Also, Ruby-Prof takes a long time to write out larger output, which can be a problem if you run it under an application server like Puma - when it starts writing out a large result set, Puma is likely to kill it because the “request” is taking too long. So it also has limited utility for that reason.
As a result, I don’t really trust my current Rails results with it. There’s too much potential for severe sampling bias. Instead, let’s look at what it says about a non-HTTP CPU benchmark, OptCarrot.
I’m testing on very different machines - a MacbookPro laptop running a normal MacOS UI versus a dedicated Amazon EC2 instance (m4.2xlarge) running Linux with no UI. It’s fair to call those unequal — they are, in all sorts of ways. However, they’re actually fairly similar for the question we’re curious about, which goes, “how fast is running tests on my Mac laptop/desktop versus running it on a separate Linux server/VM?”

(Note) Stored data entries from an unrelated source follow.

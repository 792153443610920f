//! Feed record types.

use chrono::NaiveDate;

use crate::datetime::to_day;
use crate::feed::FeedItem;
use crate::store::codec::DELIMITER;

/// One entry seen from a feed, keyed by its GUID.
#[derive(Debug, Clone, PartialEq, Eq)]
pub struct FeedRecord {
    /// GUID of the feed item; primary key of the store.
    pub id: String,
    /// Human readable title.
    pub title: String,
    /// Item URL. Empty for records loaded from the store, which are never
    /// dispatched again.
    pub link: String,
    /// UTC calendar day the item was published.
    pub published_at: NaiveDate,
}

impl FeedRecord {
    /// Create a new record without a link.
    pub fn new(id: impl Into<String>, title: impl Into<String>, published_at: NaiveDate) -> Self {
        Self {
            id: id.into(),
            title: title.into(),
            link: String::new(),
            published_at,
        }
    }

    /// Set the link.
    pub fn with_link(mut self, link: impl Into<String>) -> Self {
        self.link = link.into();
        self
    }

    /// Build a record from a fetched item.
    ///
    /// Returns `None` if the item carries no publication date. The title is
    /// sanitized so that the record survives a save/load cycle; the id is kept
    /// as is, callers check it with [`is_storable_id`] first.
    pub fn from_item(item: &FeedItem) -> Option<Self> {
        let published_at = to_day(item.published_at.as_ref()?);
        Some(Self {
            id: item.guid.clone(),
            title: sanitize_field(&item.title),
            link: item.link.trim().to_string(),
            published_at,
        })
    }

    /// Whether this record may be passed to the notification sink.
    pub fn is_dispatchable(&self) -> bool {
        !self.link.is_empty()
    }
}

/// Make a value safe to store on a single delimited line.
///
/// Line breaks collapse into single spaces, the field delimiter is replaced
/// by a single `|`, and a trailing `|-` loses its dash so it cannot fuse with
/// the delimiter that follows the field.
pub fn sanitize_field(value: &str) -> String {
    let flattened = value
        .split(['\r', '\n'])
        .map(str::trim)
        .filter(|part| !part.is_empty())
        .collect::<Vec<_>>()
        .join(" ");
    let mut result = flattened.replace(DELIMITER, "|");
    // replacement may create a new delimiter, e.g. "|-|-|"
    while result.contains(DELIMITER) {
        result = result.replace(DELIMITER, "|");
    }
    if result.ends_with("|-") {
        result.pop();
    }
    result
}

/// Whether `id` can be written to a store line and read back unchanged.
///
/// Ids are primary keys and are never rewritten, so an id that would need
/// sanitizing is rejected instead.
pub fn is_storable_id(id: &str) -> bool {
    !id.is_empty() && sanitize_field(id) == id
}
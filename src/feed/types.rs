//! Feed item types for feedrelay.

use chrono::{DateTime, Utc};

/// Maximum feed size in bytes (5MB).
pub const MAX_FEED_SIZE: u64 = 5 * 1024 * 1024;

/// Title used when an entry carries none.
pub const UNTITLED: &str = "Untitled";

/// One entry as returned by a feed source.
#[derive(Debug, Clone, PartialEq, Eq)]
pub struct FeedItem {
    /// Globally unique identifier as provided by the source feed.
    pub guid: String,
    /// Item title.
    pub title: String,
    /// Item link (empty if the entry has none).
    pub link: String,
    /// Publication instant (falls back to the updated instant).
    pub published_at: Option<DateTime<Utc>>,
}

impl FeedItem {
    /// Create a new item without a publication date.
    pub fn new(guid: impl Into<String>, title: impl Into<String>) -> Self {
        Self {
            guid: guid.into(),
            title: title.into(),
            link: String::new(),
            published_at: None,
        }
    }

    /// Set the link.
    pub fn with_link(mut self, link: impl Into<String>) -> Self {
        self.link = link.into();
        self
    }

    /// Set the publication instant.
    pub fn with_published_at(mut self, published_at: DateTime<Utc>) -> Self {
        self.published_at = Some(published_at);
        self
    }
}
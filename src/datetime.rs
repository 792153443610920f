//! Date utilities for feedrelay.
//!
//! Records are tracked at calendar-day granularity in UTC; every comparison
//! made by the retention policy operates on whole days.

use chrono::{DateTime, NaiveDate, Utc};

/// Date format used by the record store (`YYYY-MM-DD`).
pub const DATE_FORMAT: &str = "%Y-%m-%d";

/// Truncate an instant to its UTC calendar day.
pub fn to_day(dt: &DateTime<Utc>) -> NaiveDate {
    dt.date_naive()
}

/// Parse a stored `YYYY-MM-DD` date.
///
/// Returns `None` if the string is not a valid calendar date.
pub fn parse_date(s: &str) -> Option<NaiveDate> {
    NaiveDate::parse_from_str(s.trim(), DATE_FORMAT).ok()
}

/// Format a day for storage and notification payloads.
pub fn format_date(date: &NaiveDate) -> String {
    date.format(DATE_FORMAT).to_string()
}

The first question is, how stable are those results? This is a fairly key question — if the results aren’t stable, then what they are relative to each other is a very different question.
For instance, here’s what two typical sets of OptCarrot results from the dedicated instance look next to each other:
Pretty stable, right? What you’re looking at here is the leftmost column, the percentage of total time, as well as the order of the methods for how much of that time they take. In both cases, these listings are very solidly similar.
In other words, one of the primary Ruby CPU benchmarks used for Ruby 3x3, run on the most common platform for benchmarking, gives pretty solid results. But we were pretty sure of that, right?
How about on Mac, which is not a primary benchmarking platform for Ruby?
These percentages vary a little more. Different rows switch places more often. What you’re seeing is a “wobblier” result - one where the “same” run just has more variation. I observed the same thing with RSB on Mac, though this is the first time I’ve tried to quantify it a bit.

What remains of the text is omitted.